Harmony with Nature dialogue focuses on sustainable economic models and the rights of Nature

The Third Interactive Dialogue of the General Assembly on Harmony with Nature took place at UN Headquarters on Monday 22 April

Photo courtesy of Harmony with Nature website/Marianne Morin

This year’s discussion focused on different economic approaches to further a more ethical basis for the relationship between humanity and the Earth. Several participants stressed that both a new economic model as well as rights for Nature were necessary for sustainable development.

At the beginning of the dialogue, Secretary-General Ban Ki-moon referred to it as a “chance to reaffirm our collective responsibility to promote harmony with nature.” He said we must confront the hard truth that our planet is under threat. “Unsustainable exploitation of natural resources – often driven by greed – is eroding our planet’s fragile ecosystems”, said the Secretary-General, pointing to loss of biodiversity, depletion of fish stocks and acidification of oceans.
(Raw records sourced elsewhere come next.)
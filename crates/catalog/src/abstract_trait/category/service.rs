use anyhow::Result;
use async_trait::async_trait;
use shared::{
    domain::responses::{ApiResponse, CategoryResponse},
    errors::ServiceError,
};
use std::sync::Arc;

pub type DynCategoryQueryService = Arc<dyn CategoryQueryServiceTrait + Send + Sync>;

#[async_trait]
pub trait CategoryQueryServiceTrait {
    async fn find_all(&self) -> Result<ApiResponse<Vec<CategoryResponse>>, ServiceError>;
}
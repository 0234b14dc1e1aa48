use crate::di::DependenciesInject;
use anyhow::{Context, Result};
use prometheus_client::registry::Registry;
use shared::config::ConnectionPool;
use std::{fmt, sync::Arc};
use tokio::sync::Mutex;

#[derive(Clone)]
pub struct AppState {
    pub di_container: DependenciesInject,
    pub registry: Arc<Mutex<Registry>>,
}

impl fmt::Debug for AppState {
    fn fmt(&self, f: &mut fmt::Formatter<'_>) -> fmt::Result {
        f.debug_struct("AppState")
            .field("di_container", &self.di_container)
            .finish()
    }
}

impl AppState {
    pub fn new(pool: ConnectionPool) -> Result<Self> {
        let mut registry = Registry::default();

        let di_container = DependenciesInject::new(pool, &mut registry)
            .context("Failed to initialize dependency injection container")?;

        Ok(Self::from_parts(di_container, registry))
    }

    pub fn from_parts(di_container: DependenciesInject, registry: Registry) -> Self {
        Self {
            di_container,
            registry: Arc::new(Mutex::new(registry)),
        }
    }
}
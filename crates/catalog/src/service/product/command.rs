use crate::abstract_trait::product::{
    repository::{DynProductCommandRepository, DynProductQueryRepository},
    service::ProductCommandServiceTrait,
};
use crate::model::ProductWithCategories;
use anyhow::Result;
use async_trait::async_trait;
use opentelemetry::KeyValue;
use prometheus_client::registry::Registry;
use shared::{
    domain::{
        requests::{CreateProductRequest, UpdateProductRequest},
        responses::{ApiResponse, ProductResponse},
    },
    errors::{RepositoryError, ServiceError},
    utils::{Method, Metrics, ServiceTelemetry, TracingContext},
};
use tracing::{error, info};
use validator::Validate;

#[derive(Clone)]
pub struct ProductCommandService {
    query: DynProductQueryRepository,
    command: DynProductCommandRepository,
    telemetry: ServiceTelemetry,
}

fn not_found(id: &str) -> ServiceError {
    ServiceError::NotFound(format!("Product with ID {id} not found"))
}

fn from_repo(id: Option<&str>, err: RepositoryError) -> ServiceError {
    match (err, id) {
        (RepositoryError::NotFound, Some(id)) => not_found(id),
        (RepositoryError::ForeignKey(msg), _) => ServiceError::Reference(msg),
        (err, _) => ServiceError::Repo(err),
    }
}

impl ProductCommandService {
    pub fn new(
        query: DynProductQueryRepository,
        command: DynProductCommandRepository,
        registry: &mut Registry,
    ) -> Result<Self> {
        let metrics = Metrics::new();
        metrics.register(
            registry,
            "product_command_service",
            "ProductCommandService",
        );

        Ok(Self {
            query,
            command,
            telemetry: ServiceTelemetry::new("product-command-service", metrics),
        })
    }

    fn fail(&self, ctx: &TracingContext, method: Method, err: ServiceError) -> ServiceError {
        error!("❌ {err}");
        self.telemetry
            .complete_tracing_error(ctx, method, &err.to_string());
        err
    }

    /// Existence check shared by update and delete.
    async fn existing(&self, id: &str) -> Result<ProductWithCategories, ServiceError> {
        match self.query.find_by_id(id).await {
            Ok(Some(product)) => Ok(product),
            Ok(None) => Err(not_found(id)),
            Err(e) => Err(ServiceError::Repo(e)),
        }
    }
}

#[async_trait]
impl ProductCommandServiceTrait for ProductCommandService {
    async fn create_product(
        &self,
        req: &CreateProductRequest,
    ) -> Result<ApiResponse<ProductResponse>, ServiceError> {
        info!("🏗️ Creating product: {}", req.name);

        let ctx = self.telemetry.start_tracing(
            "CreateProduct",
            vec![
                KeyValue::new("component", "product"),
                KeyValue::new("product.name", req.name.clone()),
            ],
        );

        if let Err(e) = req.validate() {
            return Err(self.fail(&ctx, Method::Post, ServiceError::from(e)));
        }

        let product = self
            .command
            .create_product(req)
            .await
            .map_err(|e| self.fail(&ctx, Method::Post, from_repo(None, e)))?;

        let response = ProductResponse::from(product);

        self.telemetry.complete_tracing_success(
            &ctx,
            Method::Post,
            &format!("Product created with ID {}", response.id),
        );

        Ok(ApiResponse::success("Product created successfully", response))
    }

    async fn update_product(
        &self,
        id: &str,
        req: &UpdateProductRequest,
    ) -> Result<ApiResponse<ProductResponse>, ServiceError> {
        info!("🔄 Updating product ID: {id}");

        let ctx = self.telemetry.start_tracing(
            "UpdateProduct",
            vec![
                KeyValue::new("component", "product"),
                KeyValue::new("product.id", id.to_string()),
            ],
        );

        if let Err(e) = req.validate() {
            return Err(self.fail(&ctx, Method::Patch, ServiceError::from(e)));
        }

        self.existing(id)
            .await
            .map_err(|e| self.fail(&ctx, Method::Patch, e))?;

        let product = self
            .command
            .update_product(id, req)
            .await
            .map_err(|e| self.fail(&ctx, Method::Patch, from_repo(Some(id), e)))?;

        self.telemetry.complete_tracing_success(
            &ctx,
            Method::Patch,
            &format!("Product {id} updated"),
        );

        Ok(ApiResponse::success(
            "Product updated successfully",
            ProductResponse::from(product),
        ))
    }

    async fn delete_product(&self, id: &str) -> Result<ApiResponse<ProductResponse>, ServiceError> {
        info!("🗑️ Deleting product ID: {id}");

        let ctx = self.telemetry.start_tracing(
            "DeleteProduct",
            vec![
                KeyValue::new("component", "product"),
                KeyValue::new("product.id", id.to_string()),
            ],
        );

        let existing = self
            .existing(id)
            .await
            .map_err(|e| self.fail(&ctx, Method::Delete, e))?;

        self.command
            .delete_product(id)
            .await
            .map_err(|e| self.fail(&ctx, Method::Delete, from_repo(Some(id), e)))?;

        self.telemetry.complete_tracing_success(
            &ctx,
            Method::Delete,
            &format!("Product {id} deleted"),
        );

        Ok(ApiResponse::success(
            "Product deleted successfully",
            ProductResponse::from(existing),
        ))
    }
}
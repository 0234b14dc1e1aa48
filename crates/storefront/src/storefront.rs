use crate::{api::CatalogApi, error::ClientError, store::ProductStore};
use shared::domain::{
    requests::{CreateProductRequest, UpdateProductRequest},
    responses::{CategoryResponse, ProductResponse},
};
use tracing::info;

/// Pairs a catalog API with a local store. Every mutation goes to the server
/// first; the store is patched only when the call succeeds.
pub struct Storefront<A> {
    api: A,
    store: ProductStore,
}

impl<A: CatalogApi> Storefront<A> {
    pub fn new(api: A, store: ProductStore) -> Self {
        Self { api, store }
    }

    pub fn store(&self) -> &ProductStore {
        &self.store
    }

    pub fn api(&self) -> &A {
        &self.api
    }

    pub async fn load(&mut self) -> Result<&[ProductResponse], ClientError> {
        let products = self.api.list_products(None).await?;
        info!("📦 Loaded {} products", products.len());
        self.store.set_products(products);
        Ok(self.store.products())
    }

    /// Products whose name contains `name`, as the server filters them.
    /// The held list is a full copy and is not narrowed by a search.
    pub async fn search(&self, name: &str) -> Result<Vec<ProductResponse>, ClientError> {
        let filter = Some(name).filter(|n| !n.is_empty());
        let products = self.api.list_products(filter).await?;
        info!("🔍 Search {name:?} matched {} products", products.len());
        Ok(products)
    }

    pub async fn create(
        &mut self,
        req: &CreateProductRequest,
    ) -> Result<ProductResponse, ClientError> {
        let product = self.api.create_product(req).await?;
        self.store.add_product(product.clone());
        Ok(product)
    }

    pub async fn update(
        &mut self,
        id: &str,
        req: &UpdateProductRequest,
    ) -> Result<ProductResponse, ClientError> {
        let product = self.api.update_product(id, req).await?;
        self.store.update_product(id, product.clone());
        Ok(product)
    }

    pub async fn delete(&mut self, id: &str) -> Result<ProductResponse, ClientError> {
        let product = self.api.delete_product(id).await?;
        self.store.delete_product(id);
        Ok(product)
    }

    pub async fn categories(&self) -> Result<Vec<CategoryResponse>, ClientError> {
        self.api.list_categories().await
    }
}
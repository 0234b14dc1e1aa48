use crate::{
    abstract_trait::{
        category::{DynCategoryQueryRepository, DynCategoryQueryService},
        product::{
            repository::{DynProductCommandRepository, DynProductQueryRepository},
            service::{DynProductCommandService, DynProductQueryService},
        },
    },
    repository::{
        category::CategoryQueryRepository,
        product::{ProductCommandRepository, ProductQueryRepository},
    },
    service::{
        category::CategoryQueryService,
        product::{ProductCommandService, ProductQueryService},
    },
};
use anyhow::{Context, Result};
use prometheus_client::registry::Registry;
use shared::config::ConnectionPool;
use std::{fmt, sync::Arc};

#[derive(Clone)]
pub struct DependenciesInject {
    pub product_query: DynProductQueryService,
    pub product_command: DynProductCommandService,
    pub category_query: DynCategoryQueryService,
}

impl fmt::Debug for DependenciesInject {
    fn fmt(&self, f: &mut fmt::Formatter<'_>) -> fmt::Result {
        f.debug_struct("DependenciesInject")
            .field("product_query", &"ProductQueryService")
            .field("product_command", &"ProductCommandService")
            .field("category_query", &"CategoryQueryService")
            .finish()
    }
}

/// Storage gateways the services are built on.
#[derive(Clone)]
pub struct Repositories {
    pub product_query: DynProductQueryRepository,
    pub product_command: DynProductCommandRepository,
    pub category_query: DynCategoryQueryRepository,
}

impl Repositories {
    pub fn postgres(pool: ConnectionPool) -> Self {
        Self {
            product_query: Arc::new(ProductQueryRepository::new(pool.clone())),
            product_command: Arc::new(ProductCommandRepository::new(pool.clone())),
            category_query: Arc::new(CategoryQueryRepository::new(pool)),
        }
    }
}

impl DependenciesInject {
    pub fn new(pool: ConnectionPool, registry: &mut Registry) -> Result<Self> {
        Self::from_repositories(Repositories::postgres(pool), registry)
    }

    pub fn from_repositories(repos: Repositories, registry: &mut Registry) -> Result<Self> {
        let Repositories {
            product_query,
            product_command,
            category_query,
        } = repos;

        let product_query_service = ProductQueryService::new(product_query.clone(), registry)
            .context("failed initialize product query")?;

        let product_command_service =
            ProductCommandService::new(product_query, product_command, registry)
                .context("failed initialize product command")?;

        let category_query_service = CategoryQueryService::new(category_query, registry)
            .context("failed initialize category query")?;

        Ok(Self {
            product_query: Arc::new(product_query_service),
            product_command: Arc::new(product_command_service),
            category_query: Arc::new(category_query_service),
        })
    }
}
pub mod validate;
use chrono::NaiveDateTime;
use serde::{Deserialize, Serialize};
use shared::domain::responses::{CategorySummary, ProductResponse};
use sqlx::FromRow;

#[derive(Debug, Clone, Serialize, Deserialize, FromRow)]
pub struct Product {
    pub id: String,
    pub name: String,
    pub qty: i32,
    pub price: f64,
    pub photo: String,
    pub created_at: NaiveDateTime,
    pub updated_at: NaiveDateTime,
}

/// One association row joined with the category it points at.
#[derive(Debug, Clone, Serialize, Deserialize, FromRow)]
pub struct ProductCategory {
    pub product_id: String,
    pub category_id: String,
    pub category_name: String,
}

#[derive(Debug, Clone)]
pub struct ProductWithCategories {
    pub product: Product,
    pub categories: Vec<ProductCategory>,
}

impl From<ProductCategory> for CategorySummary {
    fn from(value: ProductCategory) -> Self {
        CategorySummary {
            id: value.category_id,
            name: value.category_name,
        }
    }
}

impl From<ProductWithCategories> for ProductResponse {
    fn from(value: ProductWithCategories) -> Self {
        let ProductWithCategories {
            product,
            categories,
        } = value;

        ProductResponse {
            id: product.id,
            name: product.name,
            qty: product.qty,
            price: product.price,
            photo: product.photo,
            categories: categories.into_iter().map(CategorySummary::from).collect(),
        }
    }
}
But he also saw hope, referring to the millions of people around the world who are recognizing this problem as part of a growing movement for sustainable development. ”More and more governments are hearing their calls for action” he said, giving as examples Bolivia, which has adopted a legal framework that specifically protects “Mother Earth”, and Ecuador, whose Constitution recognizes the rights of Nature.

The President of the General Assembly, Vuk Jeremic, noted that “as we consume our natural resources at an increasingly faster rate than we can replenish them, we have unwittingly begun a massive experiment with the planet’s ability to support our continued existence.”

In the course of the interactive dialogue, Ms. Linda Sheehan, Executive Director at the Earth Law Center, California, Mr. Ian Mason, Principal at the School of Economic Science, London, Dr. Fander Falconi, National Secretary of Development Planning of Ecuador, and Dr. Jon Rosales, Associate Professor of Environmental Studies at St. Lawrence University, New York, discussed a number of approaches to further harmony with Nature.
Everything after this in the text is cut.